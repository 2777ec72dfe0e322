//! Shared test utilities and fixtures
//!
//! Common infrastructure for integration tests.

#![allow(dead_code)]

use std::collections::VecDeque;
use std::sync::Mutex;

use sixpack_participation::experiment::{ExperimentDefinition, Identity};
use sixpack_participation::remote::{
    AlternativeRef, AssignmentService, ConvertRequest, ConvertResponse, ParticipateRequest,
    ParticipateResponse, Session,
};
use sixpack_participation::store::MemoryParticipationStore;
use sixpack_participation::{EngineConfig, ParticipationEngine, RemoteError};

/// Initialize test logging. Honors `RUST_LOG`; safe to call repeatedly.
pub fn init_logging() {
    let filter = tracing_subscriber::EnvFilter::try_from_default_env()
        .unwrap_or_else(|_| tracing_subscriber::EnvFilter::new("warn"));
    let _ = tracing_subscriber::fmt()
        .with_env_filter(filter)
        .with_test_writer()
        .try_init();
}

/// Test subject with a numeric primary key.
#[derive(Debug, Clone)]
pub struct User {
    pub pk: Option<u64>,
}

impl User {
    pub fn new(pk: u64) -> Self {
        Self { pk: Some(pk) }
    }
}

pub fn pk_identity() -> Identity<User> {
    Identity::new("pk", |u: &User| u.pk.map(|pk| pk.to_string()))
}

/// `DefaultTest` with the given alternatives and caching mode.
pub fn default_test(alternatives: &[&str], local: bool) -> ExperimentDefinition<User> {
    ExperimentDefinition::builder("DefaultTest")
        .alternatives(alternatives.iter().copied())
        .identity(pk_identity())
        .local_caching(local)
        .build()
        .expect("valid definition")
}

/// Remote double answering from scripted queues and recording every call.
///
/// When a queue runs dry, participate fails with a transport error and
/// convert answers `"ok"`.
#[derive(Default)]
pub struct ScriptedService {
    participate_answers: Mutex<VecDeque<Result<ParticipateResponse, RemoteError>>>,
    convert_answers: Mutex<VecDeque<Result<ConvertResponse, RemoteError>>>,
    participate_calls: Mutex<Vec<(Session, ParticipateRequest)>>,
    convert_calls: Mutex<Vec<(Session, ConvertRequest)>>,
}

impl ScriptedService {
    pub fn new() -> Self {
        Self::default()
    }

    /// Queue a successful participation choosing `name`.
    pub fn choose(self, name: &str) -> Self {
        self.participate_answers
            .lock()
            .unwrap()
            .push_back(Ok(ParticipateResponse {
                status: Some("ok".to_string()),
                alternative: AlternativeRef {
                    name: name.to_string(),
                },
            }));
        self
    }

    /// Queue a failed participation.
    pub fn fail_participate(self, err: RemoteError) -> Self {
        self.participate_answers.lock().unwrap().push_back(Err(err));
        self
    }

    /// Queue a conversion answer with the given status.
    pub fn convert_status(self, status: &str) -> Self {
        self.convert_answers
            .lock()
            .unwrap()
            .push_back(Ok(ConvertResponse {
                status: status.to_string(),
            }));
        self
    }

    /// Queue a failed conversion.
    pub fn fail_convert(self, err: RemoteError) -> Self {
        self.convert_answers.lock().unwrap().push_back(Err(err));
        self
    }

    pub fn participate_calls(&self) -> Vec<(Session, ParticipateRequest)> {
        self.participate_calls.lock().unwrap().clone()
    }

    pub fn convert_calls(&self) -> Vec<(Session, ConvertRequest)> {
        self.convert_calls.lock().unwrap().clone()
    }
}

impl AssignmentService for ScriptedService {
    async fn participate(
        &self,
        session: &Session,
        request: &ParticipateRequest,
    ) -> Result<ParticipateResponse, RemoteError> {
        self.participate_calls
            .lock()
            .unwrap()
            .push((session.clone(), request.clone()));
        self.participate_answers
            .lock()
            .unwrap()
            .pop_front()
            .unwrap_or_else(|| {
                Err(RemoteError::new(
                    sixpack_participation::RemoteErrorKind::Transport,
                    "connection refused",
                ))
            })
    }

    async fn convert(
        &self,
        session: &Session,
        request: &ConvertRequest,
    ) -> Result<ConvertResponse, RemoteError> {
        self.convert_calls
            .lock()
            .unwrap()
            .push((session.clone(), request.clone()));
        self.convert_answers
            .lock()
            .unwrap()
            .pop_front()
            .unwrap_or_else(|| {
                Ok(ConvertResponse {
                    status: "ok".to_string(),
                })
            })
    }
}

pub const HOST: &str = "http://sixpack.test:5000";

/// Engine with remote disabled and an in-memory store.
pub fn local_engine() -> ParticipationEngine<MemoryParticipationStore, ScriptedService> {
    init_logging();
    ParticipationEngine::new(
        EngineConfig::default(),
        MemoryParticipationStore::new(),
        ScriptedService::new(),
    )
    .expect("valid config")
}

/// Engine with remote enabled against a scripted service.
pub fn remote_engine(
    service: ScriptedService,
) -> ParticipationEngine<MemoryParticipationStore, ScriptedService> {
    init_logging();
    ParticipationEngine::new(
        EngineConfig::remote(HOST),
        MemoryParticipationStore::new(),
        service,
    )
    .expect("valid config")
}
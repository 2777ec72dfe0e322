//! Participation Store Module
//!
//! The local cache behind sticky assignment. A store offers plain
//! create/query/update/delete operations and no uniqueness constraint;
//! the engine converges duplicates itself.
//!
//! # Example
//!
//! ```rust,no_run
//! use sixpack_participation::experiment::{NewParticipation, ParticipantKey};
//! use sixpack_participation::store::{MemoryParticipationStore, ParticipationStore};
//!
//! # async fn example() -> sixpack_participation::Result<()> {
//! let store = MemoryParticipationStore::new();
//! let key = ParticipantKey::new("button_color", "42");
//!
//! let record = store.create(NewParticipation::new(key.clone(), "RED")).await?;
//! assert_eq!(store.find_one(&key).await?, Some(record.clone()));
//!
//! store.delete(record.id()).await?;
//! assert!(store.find_all(&key).await?.is_empty());
//! # Ok(())
//! # }
//! ```

mod memory;

pub use memory::MemoryParticipationStore;

use crate::experiment::{NewParticipation, ParticipantKey, ParticipationRecord, RecordId};
use crate::Result;
use std::future::Future;

/// Record store for participation decisions.
///
/// Implementations may be backed by anything that can list records for a
/// key in creation order. Nothing here is transactional.
pub trait ParticipationStore: Send + Sync {
    /// Get one record for the key, or `None`.
    ///
    /// When duplicates exist, the earliest-created one is returned.
    fn find_one(
        &self,
        key: &ParticipantKey,
    ) -> impl Future<Output = Result<Option<ParticipationRecord>>> + Send {
        async move { Ok(self.find_all(key).await?.into_iter().next()) }
    }

    /// Get every record for the key, ordered by creation.
    fn find_all(
        &self,
        key: &ParticipantKey,
    ) -> impl Future<Output = Result<Vec<ParticipationRecord>>> + Send;

    /// Insert a new record and return it with its assigned ID.
    ///
    /// Never checks for an existing record with the same key.
    fn create(
        &self,
        participation: NewParticipation,
    ) -> impl Future<Output = Result<ParticipationRecord>> + Send;

    /// Persist changes to an existing record.
    ///
    /// Returns `Error::Storage` if the record no longer exists.
    fn update(&self, record: &ParticipationRecord) -> impl Future<Output = Result<()>> + Send;

    /// Delete a record by ID.
    ///
    /// No-op if the record doesn't exist.
    fn delete(&self, id: RecordId) -> impl Future<Output = Result<()>> + Send;
}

**EXERCISE DESCRIPTION:**
Copy out the whole listing exactly.

**ANSWER SECTION:**
repository 2777ec72dfe0e322
//! Shared test utilities and fixtures
//!
//! Common infrastructure for integration tests.

#![allow(dead_code)]

use std::collections::VecDeque;
use std::sync::Mutex;

use sixpack_participation::experiment::{ExperimentDefinition, Identity};
use sixpack_participation::remote::{
    AlternativeRef, AssignmentService, ConvertRequest, ConvertResponse, ParticipateRequest,
    ParticipateResponse, Session,
};
use sixpack_participation::store::MemoryParticipationStore;
use sixpack_participation::{EngineConfig, ParticipationEngine, RemoteError};

/// Initialize test logging. Honors `RUST_LOG`; safe to call repeatedly.
pub fn init_logging() {
    let filter = tracing_subscriber::EnvFilter::try_from_default_env()
        .unwrap_or_else(|_| tracing_subscriber::EnvFilter::new("warn"));
    let _ = tracing_subscriber::fmt()
        .with_env_filter(filter)
        .with_test_writer()
        .try_init();
}

/// Test subject with a numeric primary key.
#[derive(Debug, Clone)]
pub struct User {
    pub pk: Option<u64>,
}

impl User {
    pub fn new(pk: u64) -> Self {
        Self { pk: Some(pk) }
    }
}

pub fn pk_identity() -> Identity<User> {
    Identity::new("pk", |u: &User| u.pk.map(|pk| pk.to_string()))
}

/// `DefaultTest` with the given alternatives and caching mode.
pub fn default_test(alternatives: &[&str], local: bool) -> ExperimentDefinition<User> {
    ExperimentDefinition::builder("DefaultTest")
        .alternatives(alternatives.iter().copied())
        .identity(pk_identity())
        .local_caching(local)
        .build()
        .expect("valid definition")
}

/// Remote double answering from scripted queues and recording every call.
///
/// When a queue runs dry, participate fails with a transport error and
/// convert answers `"ok"`.
#[derive(Default)]
pub struct ScriptedService {
    participate_answers: Mutex<VecDeque<Result<ParticipateResponse, RemoteError>>>,
    convert_answers: Mutex<VecDeque<Result<ConvertResponse, RemoteError>>>,
    participate_calls: Mutex<Vec<(Session, ParticipateRequest)>>,
    convert_calls: Mutex<Vec<(Session, ConvertRequest)>>,
}

impl ScriptedService {
    pub fn new() -> Self {
        Self::default()
    }

    /// Queue a successful participation choosing `name`.
    pub fn choose(self, name: &str) -> Self {
        self.participate_answers
            .lock()
            .unwrap()
            .push_back(Ok(ParticipateResponse {
                status: Some("ok".to_string()),
                alternative: AlternativeRef {
                    name: name.to_string(),
                },
            }));
        self
    }

    /// Queue a failed participation.
    pub fn fail_participate(self, err: RemoteError) -> Self {
        self.participate_answers.lock().unwrap().push_back(Err(err));
        self
    }

    /// Queue a conversion answer with the given status.
    pub fn convert_status(self, status: &str) -> Self {
        self.convert_answers
            .lock()
            .unwrap()
            .push_back(Ok(ConvertResponse {
                status: status.to_string(),
            }));
        self
    }

    /// Queue a failed conversion.
    pub fn fail_convert(self, err: RemoteError) -> Self {
        self.convert_answers.lock().unwrap().push_back(Err(err));
        self
    }

    pub fn participate_calls(&self) -> Vec<(Session, ParticipateRequest)> {
        self.participate_calls.lock().unwrap().clone()
    }

    pub fn convert_calls(&self) -> Vec<(Session, ConvertRequest)> {
        self.convert_calls.lock().unwrap().clone()
    }
}

impl AssignmentService for ScriptedService {
    async fn participate(
        &self,
        session: &Session,
        request: &ParticipateRequest,
    ) -> Result<ParticipateResponse, RemoteError> {
        self.participate_calls
            .lock()
            .unwrap()
            .push((session.clone(), request.clone()));
        self.participate_answers
            .lock()
            .unwrap()
            .pop_front()
            .unwrap_or_else(|| {
                Err(RemoteError::new(
                    sixpack_participation::RemoteErrorKind::Transport,
                    "connection refused",
                ))
            })
    }

    async fn convert(
        &self,
        session: &Session,
        request: &ConvertRequest,
    ) -> Result<ConvertResponse, RemoteError> {
        self.convert_calls
            .lock()
            .unwrap()
            .push((session.clone(), request.clone()));
        self.convert_answers
            .lock()
            .unwrap()
            .pop_front()
            .unwrap_or_else(|| {
                Ok(ConvertResponse {
                    status: "ok".to_string(),
                })
            })
    }
}

pub const HOST: &str = "http://sixpack.test:5000";

/// Engine with remote disabled and an in-memory store.
pub fn local_engine() -> ParticipationEngine<MemoryParticipationStore, ScriptedService> {
    init_logging();
    ParticipationEngine::new(
        EngineConfig::default(),
        MemoryParticipationStore::new(),
        ScriptedService::new(),
    )
    .expect("valid config")
}

/// Engine with remote enabled against a scripted service.
pub fn remote_engine(
    service: ScriptedService,
) -> ParticipationEngine<MemoryParticipationStore, ScriptedService> {
    init_logging();
    ParticipationEngine::new(
        EngineConfig::remote(HOST),
        MemoryParticipationStore::new(),
        service,
    )
    .expect("valid config")
}
repository 2777ec72dfe0e322
//! Participation Store Module
//!
//! The local cache behind sticky assignment. A store offers plain
//! create/query/update/delete operations and no uniqueness constraint;
//! the engine converges duplicates itself.
//!
//! # Example
//!
//! ```rust,no_run
//! use sixpack_participation::experiment::{NewParticipation, ParticipantKey};
//! use sixpack_participation::store::{MemoryParticipationStore, ParticipationStore};
//!
//! # async fn example() -> sixpack_participation::Result<()> {
//! let store = MemoryParticipationStore::new();
//! let key = ParticipantKey::new("button_color", "42");
//!
//! let record = store.create(NewParticipation::new(key.clone(), "RED")).await?;
//! assert_eq!(store.find_one(&key).await?, Some(record.clone()));
//!
//! store.delete(record.id()).await?;
//! assert!(store.find_all(&key).await?.is_empty());
//! # Ok(())
//! # }
//! ```

mod memory;

pub use memory::MemoryParticipationStore;

use crate::experiment::{NewParticipation, ParticipantKey, ParticipationRecord, RecordId};
use crate::Result;
use std::future::Future;

/// Record store for participation decisions.
///
/// Implementations may be backed by anything that can list records for a
/// key in creation order. Nothing here is transactional.
pub trait ParticipationStore: Send + Sync {
    /// Get one record for the key, or `None`.
    ///
    /// When duplicates exist, the earliest-created one is returned.
    fn find_one(
        &self,
        key: &ParticipantKey,
    ) -> impl Future<Output = Result<Option<ParticipationRecord>>> + Send {
        async move { Ok(self.find_all(key).await?.into_iter().next()) }
    }

    /// Get every record for the key, ordered by creation.
    fn find_all(
        &self,
        key: &ParticipantKey,
    ) -> impl Future<Output = Result<Vec<ParticipationRecord>>> + Send;

    /// Insert a new record and return it with its assigned ID.
    ///
    /// Never checks for an existing record with the same key.
    fn create(
        &self,
        participation: NewParticipation,
    ) -> impl Future<Output = Result<ParticipationRecord>> + Send;

    /// Persist changes to an existing record.
    ///
    /// Returns `Error::Storage` if the record no longer exists.
    fn update(&self, record: &ParticipationRecord) -> impl Future<Output = Result<()>> + Send;

    /// Delete a record by ID.
    ///
    /// No-op if the record doesn't exist.
    fn delete(&self, id: RecordId) -> impl Future<Output = Result<()>> + Send;
}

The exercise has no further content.